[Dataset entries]
=====
use sea_orm::entity::prelude::*;

#[derive(Clone, Debug, PartialEq, Eq, DeriveEntityModel)]
#[sea_orm(table_name = "ideas_tags")]
pub struct Model {
    #[sea_orm(primary_key, auto_increment = false)]
    pub idea_id: i32,
    #[sea_orm(primary_key, auto_increment = false)]
    pub tag_id: i32,
}

#[derive(Copy, Clone, Debug, EnumIter, DeriveRelation)]
pub enum Relation {
    #[sea_orm(
        belongs_to = "super::ideas::Entity",
        from = "Column::IdeaId",
        to = "super::ideas::Column::Id",
        on_update = "Cascade",
        on_delete = "Cascade"
    )]
    Idea,
    #[sea_orm(
        belongs_to = "super::tags::Entity",
        from = "Column::TagId",
        to = "super::tags::Column::Id",
        on_update = "Cascade",
        on_delete = "Cascade"
    )]
    Tag,
}

impl Related<super::ideas::Entity> for Entity {
    fn to() -> RelationDef {
        Relation::Idea.def()
    }
}

impl Related<super::tags::Entity> for Entity {
    fn to() -> RelationDef {
        Relation::Tag.def()
    }
}

impl ActiveModelBehavior for ActiveModel {}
=====
Exercise directions -> What this exercise asks for is an exact copy of all the records.

Response for this exercise ->
use sea_orm::entity::prelude::*;

#[derive(Clone, Debug, PartialEq, Eq, DeriveEntityModel)]
#[sea_orm(table_name = "ideas_tags")]
pub struct Model {
    #[sea_orm(primary_key, auto_increment = false)]
    pub idea_id: i32,
    #[sea_orm(primary_key, auto_increment = false)]
    pub tag_id: i32,
}

#[derive(Copy, Clone, Debug, EnumIter, DeriveRelation)]
pub enum Relation {
    #[sea_orm(
        belongs_to = "super::ideas::Entity",
        from = "Column::IdeaId",
        to = "super::ideas::Column::Id",
        on_update = "Cascade",
        on_delete = "Cascade"
    )]
    Idea,
    #[sea_orm(
        belongs_to = "super::tags::Entity",
        from = "Column::TagId",
        to = "super::tags::Column::Id",
        on_update = "Cascade",
        on_delete = "Cascade"
    )]
    Tag,
}

impl Related<super::ideas::Entity> for Entity {
    fn to() -> RelationDef {
        Relation::Idea.def()
    }
}

impl Related<super::tags::Entity> for Entity {
    fn to() -> RelationDef {
        Relation::Tag.def()
    }
}

impl ActiveModelBehavior for ActiveModel {}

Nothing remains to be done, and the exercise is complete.